Find the string "true" in the data, and copy out each line that has it.

----- Provided information -----

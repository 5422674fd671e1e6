//! # beacon-core
//!
//! Foundation types, errors, branded IDs, and logging for beacon remote signals.
//!
//! This crate provides the shared vocabulary the other beacon crates depend on:
//!
//! - **Branded IDs**: [`PeerId`] for remote endpoints, [`ConnectionId`] for subscriptions
//! - **Arguments**: [`Args`], the opaque tuple every dispatch carries, and the [`args!`] macro
//! - **Capabilities**: [`EntityKind`] tags used by `is_a` checks
//! - **Errors**: [`SignalError`] hierarchy via `thiserror`
//! - **Logging**: `tracing` subscriber setup and log capture for tests

#![deny(unsafe_code)]

pub mod args;
pub mod errors;
pub mod ids;
pub mod kind;
pub mod logging;

pub use args::Args;
pub use errors::{ErrorCategory, Result, SignalError};
pub use ids::{ConnectionId, PeerId};
pub use kind::EntityKind;

#[doc(hidden)]
pub use serde_json as __serde_json;
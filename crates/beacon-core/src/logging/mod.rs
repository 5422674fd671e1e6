//! Structured logging with `tracing`.
//!
//! Library code only emits events; binaries and tests choose the subscriber.
//! [`init_subscriber`] installs the default stderr subscriber and
//! [`capture_logs`] installs a thread-local capturing one for assertions.

pub mod test_utils;

pub use test_utils::{CapturedEvent, CapturedLogs, capture_logs};

/// Initialize the global tracing subscriber with stderr output only.
///
/// Call once at application startup. Subsequent calls are no-ops.
/// `RUST_LOG` takes precedence over `level` when set.
pub fn init_subscriber(level: &str) {
    use tracing_subscriber::EnvFilter;

    let filter = EnvFilter::try_from_default_env().unwrap_or_else(|_| EnvFilter::new(level));

    let subscriber = tracing_subscriber::fmt()
        .with_env_filter(filter)
        .with_target(true)
        .with_writer(std::io::stderr)
        .compact();

    // try_init fails if a global subscriber is already set
    let _ = subscriber.try_init();
}

/// Initialize the global tracing subscriber with JSON lines on stderr.
///
/// Intended for deployments that ship logs to a collector.
pub fn init_json_subscriber(level: &str) {
    use tracing_subscriber::EnvFilter;

    let filter = EnvFilter::try_from_default_env().unwrap_or_else(|_| EnvFilter::new(level));

    let subscriber = tracing_subscriber::fmt()
        .with_env_filter(filter)
        .with_writer(std::io::stderr)
        .json();

    let _ = subscriber.try_init();
}

#[cfg(test)]
mod tests {
    use super::*;

    #[test]
    fn init_subscriber_does_not_panic() {
        // Multiple calls should be safe (no-op after first)
        init_subscriber("warn");
        init_subscriber("debug");
        init_json_subscriber("info");
    }
}
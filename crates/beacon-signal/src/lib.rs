//! # beacon-signal
//!
//! Named, bidirectional remote signals between one server and many peers.
//!
//! - **Server**: [`SignalServer`] routes transport packets; [`Signal`] fans
//!   dispatches out to one, several, or all peers
//! - **Client**: [`SignalClient`] owns a peer endpoint; [`ClientSignal`]
//!   subscribes to, waits on, and fires a server signal
//! - **Middleware**: [`Pipeline`] stages intercept inbound and outbound traffic
//!   and may rewrite or veto it
//! - **Discovery**: [`Scope`] publishes names that clients resolve, optionally
//!   waiting for them to appear
//! - **Networks**: [`NetworkServer`] and [`NetworkClient`] bundle values,
//!   methods and signals under one name
//! - **Transport**: [`ServerTransport`]/[`ClientTransport`] traits and the
//!   in-process [`MemoryNetwork`]

#![deny(unsafe_code)]

pub mod client;
pub mod connection;
pub mod discovery;
pub mod entity;
mod isolate;
pub mod middleware;
pub mod network;
pub mod server;
pub mod transport;

pub use client::{ClientOptions, ClientSignal, SignalClient};
pub use connection::Connection;
pub use discovery::{Published, Scope};
pub use entity::{Entity, is_a, kind_of};
pub use middleware::{
    Direction, FnMiddleware, Middleware, MiddlewareContext, MiddlewareError, Pipeline,
    PipelineOutcome, Verdict,
};
pub use network::{Manifest, MethodHandler, NetworkClient, NetworkServer};
pub use server::{Delivery, Signal, SignalServer};
pub use transport::{
    ClientTransport, MemoryClientTransport, MemoryNetwork, MemoryServerTransport, Packet,
    ServerTransport, TransportError, TransportLimits,
};
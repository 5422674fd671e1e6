//! Transport channel abstraction.
//!
//! Signals never touch sockets or engine primitives directly. A server talks
//! to its peers through a [`ServerTransport`] and each client talks to the
//! server through a [`ClientTransport`]. Both carry [`Packet`]s, FIFO per
//! sender and receiver pair, with no delivery guarantee beyond "connected and
//! not dropped".
//!
//! Every endpoint numbers the packets that reach it. [`ServerTransport::arrival_mark`]
//! and [`ClientTransport::arrival_mark`] expose the last number handed out so
//! a subscription can ignore anything that arrived before it existed.

pub mod memory;

use std::sync::Arc;

use beacon_core::{Args, PeerId, SignalError};
use beacon_settings::{TransportSettings, get_settings};
use serde::{Deserialize, Serialize};
use thiserror::Error;

pub use memory::{MemoryClientTransport, MemoryNetwork, MemoryServerTransport};

/// Unit of traffic between a server and a client.
#[derive(Clone, Debug, PartialEq, Serialize, Deserialize)]
#[serde(tag = "type", rename_all = "camelCase")]
pub enum Packet {
    /// Signal payload, in either direction.
    Dispatch {
        /// Route of the signal (scope path joined with its name).
        route: String,
        /// Argument tuple.
        args: Args,
    },
    /// Client call of a network method.
    Invoke {
        /// Route of the network.
        route: String,
        /// Method key.
        method: String,
        /// Correlates the reply with this call.
        #[serde(rename = "callId")]
        call_id: u64,
        /// Argument tuple.
        args: Args,
    },
    /// Server reply to an [`Packet::Invoke`].
    Reply {
        /// Call being answered.
        #[serde(rename = "callId")]
        call_id: u64,
        /// Result of the call.
        outcome: ReplyOutcome,
    },
}

impl Packet {
    /// Argument tuple carried by this packet, if any.
    #[must_use]
    pub fn args(&self) -> Option<&Args> {
        match self {
            Self::Dispatch { args, .. } | Self::Invoke { args, .. } => Some(args),
            Self::Reply { outcome, .. } => match outcome {
                ReplyOutcome::Ok { args } => Some(args),
                ReplyOutcome::Err { .. } => None,
            },
        }
    }

    /// Short name of the packet type, for logging.
    #[must_use]
    pub fn kind(&self) -> &'static str {
        match self {
            Self::Dispatch { .. } => "dispatch",
            Self::Invoke { .. } => "invoke",
            Self::Reply { .. } => "reply",
        }
    }
}

/// Result of a network method call.
#[derive(Clone, Debug, PartialEq, Serialize, Deserialize)]
#[serde(tag = "status", rename_all = "camelCase")]
pub enum ReplyOutcome {
    /// The handler returned values.
    Ok {
        /// Returned tuple.
        args: Args,
    },
    /// The handler failed or the method does not exist.
    Err {
        /// Failure message.
        message: String,
    },
}

/// A packet together with its arrival number at the receiving endpoint.
#[derive(Clone, Debug, PartialEq)]
pub struct Incoming {
    /// Arrival sequence number, strictly increasing per endpoint.
    pub seq: u64,
    /// Decoded packet.
    pub packet: Packet,
}

/// Transport-level failures.
#[derive(Debug, Error, Clone, PartialEq, Eq)]
pub enum TransportError {
    /// The addressed peer is not connected.
    #[error("peer {0} is not reachable")]
    Unreachable(PeerId),
    /// The payload violates the transport's limits or cannot be encoded.
    #[error("{0}")]
    Rejected(String),
    /// The local endpoint has been closed.
    #[error("transport endpoint is closed")]
    Closed,
}

impl From<TransportError> for SignalError {
    fn from(err: TransportError) -> Self {
        match err {
            TransportError::Unreachable(peer) => SignalError::TransportRejected {
                reason: format!("peer {peer} is not reachable"),
            },
            TransportError::Rejected(reason) => SignalError::TransportRejected { reason },
            TransportError::Closed => SignalError::TransportClosed,
        }
    }
}

/// Size and arity limits a transport enforces on every packet.
#[derive(Clone, Copy, Debug, PartialEq, Eq)]
pub struct TransportLimits {
    /// Maximum encoded size in bytes.
    pub max_payload_bytes: usize,
    /// Maximum number of arguments in one tuple.
    pub max_args: usize,
}

impl Default for TransportLimits {
    /// Limits from the global settings (`transport.*` and `BEACON_MAX_*`).
    fn default() -> Self {
        Self::from(&get_settings().transport)
    }
}

impl From<&TransportSettings> for TransportLimits {
    fn from(settings: &TransportSettings) -> Self {
        Self {
            max_payload_bytes: settings.max_payload_bytes,
            max_args: settings.max_args,
        }
    }
}

impl TransportLimits {
    /// Encode a packet, rejecting it if it exceeds these limits.
    pub fn encode(&self, packet: &Packet) -> Result<Vec<u8>, TransportError> {
        if let Some(args) = packet.args() {
            if args.len() > self.max_args {
                return Err(TransportError::Rejected(format!(
                    "{} arguments exceed the limit of {}",
                    args.len(),
                    self.max_args
                )));
            }
        }
        let bytes =
            serde_json::to_vec(packet).map_err(|e| TransportError::Rejected(e.to_string()))?;
        if bytes.len() > self.max_payload_bytes {
            return Err(TransportError::Rejected(format!(
                "payload of {} bytes exceeds the limit of {}",
                bytes.len(),
                self.max_payload_bytes
            )));
        }
        Ok(bytes)
    }
}

/// Decode a packet produced by [`TransportLimits::encode`].
pub fn decode(bytes: &[u8]) -> Result<Packet, TransportError> {
    serde_json::from_slice(bytes).map_err(|e| TransportError::Rejected(e.to_string()))
}

/// Handler invoked by a server endpoint for every packet from a peer.
pub type ServerReceiver = Arc<dyn Fn(&PeerId, Incoming) + Send + Sync>;

/// Handler invoked by a client endpoint for every packet from the server.
pub type ClientReceiver = Arc<dyn Fn(Incoming) + Send + Sync>;

/// Server side of the transport channel.
pub trait ServerTransport: Send + Sync {
    /// Currently connected peers.
    fn peers(&self) -> Vec<PeerId>;

    /// Whether `peer` is currently connected.
    fn is_connected(&self, peer: &PeerId) -> bool;

    /// Check a packet against the transport's limits without sending it.
    fn validate(&self, packet: &Packet) -> Result<(), TransportError>;

    /// Send a packet to one peer.
    fn send(&self, peer: &PeerId, packet: &Packet) -> Result<(), TransportError>;

    /// Install the handler for packets arriving from peers. Replaces any
    /// previous handler.
    fn on_receive(&self, receiver: ServerReceiver);

    /// Sequence number of the last packet that reached this endpoint.
    fn arrival_mark(&self) -> u64;
}

/// Client side of the transport channel.
pub trait ClientTransport: Send + Sync {
    /// Identity of this endpoint as the server sees it.
    fn local_peer(&self) -> &PeerId;

    /// Check a packet against the transport's limits without sending it.
    fn validate(&self, packet: &Packet) -> Result<(), TransportError>;

    /// Send a packet to the server.
    fn send(&self, packet: &Packet) -> Result<(), TransportError>;

    /// Install the handler for packets arriving from the server. Replaces any
    /// previous handler.
    fn on_receive(&self, receiver: ClientReceiver);

    /// Sequence number of the last packet that reached this endpoint.
    fn arrival_mark(&self) -> u64;
}

#[cfg(test)]
mod tests {
    use super::*;
    use assert_matches::assert_matches;
    use beacon_core::args;

    fn dispatch(args: Args) -> Packet {
        Packet::Dispatch {
            route: "/Damage".into(),
            args,
        }
    }

    #[test]
    fn dispatch_wire_format() {
        let json = serde_json::to_value(dispatch(args!["hit", 3])).unwrap();
        assert_eq!(json["type"], "dispatch");
        assert_eq!(json["route"], "/Damage");
        assert_eq!(json["args"], serde_json::json!(["hit", 3]));
    }

    #[test]
    fn invoke_uses_camel_case_call_id() {
        let packet = Packet::Invoke {
            route: "/Shop".into(),
            method: "buy".into(),
            call_id: 7,
            args: args!["sword"],
        };
        let json = serde_json::to_value(&packet).unwrap();
        assert_eq!(json["type"], "invoke");
        assert_eq!(json["callId"], 7);
    }

    #[test]
    fn reply_outcome_is_tagged_by_status() {
        let packet = Packet::Reply {
            call_id: 1,
            outcome: ReplyOutcome::Err {
                message: "nope".into(),
            },
        };
        let json = serde_json::to_value(&packet).unwrap();
        assert_eq!(json["outcome"]["status"], "err");
        assert_eq!(json["outcome"]["message"], "nope");
        assert!(packet.args().is_none());
    }

    #[test]
    fn encode_then_decode_preserves_packet() {
        let packet = dispatch(args!["ok", 1, {"crit": true}]);
        let bytes = TransportLimits::default().encode(&packet).unwrap();
        assert_eq!(decode(&bytes).unwrap(), packet);
    }

    #[test]
    fn encode_rejects_too_many_args() {
        let limits = TransportLimits {
            max_payload_bytes: 1024,
            max_args: 2,
        };
        let err = limits.encode(&dispatch(args![1, 2, 3])).unwrap_err();
        assert_matches!(err, TransportError::Rejected(ref reason) if reason.contains("3 arguments"));
    }

    #[test]
    fn encode_rejects_oversized_payload() {
        let limits = TransportLimits {
            max_payload_bytes: 64,
            max_args: 8,
        };
        let big = "x".repeat(100);
        let err = limits.encode(&dispatch(args![big])).unwrap_err();
        assert_matches!(err, TransportError::Rejected(ref reason) if reason.contains("exceeds"));
    }

    #[test]
    fn decode_garbage_is_rejected() {
        assert_matches!(decode(b"not json"), Err(TransportError::Rejected(_)));
    }

    #[test]
    fn transport_errors_map_to_signal_errors() {
        assert_matches!(
            SignalError::from(TransportError::Rejected("too big".into())),
            SignalError::TransportRejected { reason } if reason == "too big"
        );
        assert_matches!(
            SignalError::from(TransportError::Closed),
            SignalError::TransportClosed
        );
    }

    #[test]
    fn limits_follow_settings() {
        let settings = TransportSettings {
            max_payload_bytes: 512,
            max_args: 4,
        };
        let limits = TransportLimits::from(&settings);
        assert_eq!(limits.max_payload_bytes, 512);
        assert_eq!(limits.max_args, 4);
    }
}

-----

[Your response]
        .with_target(true)
        let packet = dispatch(args!["ok", 1, {"crit": true}]);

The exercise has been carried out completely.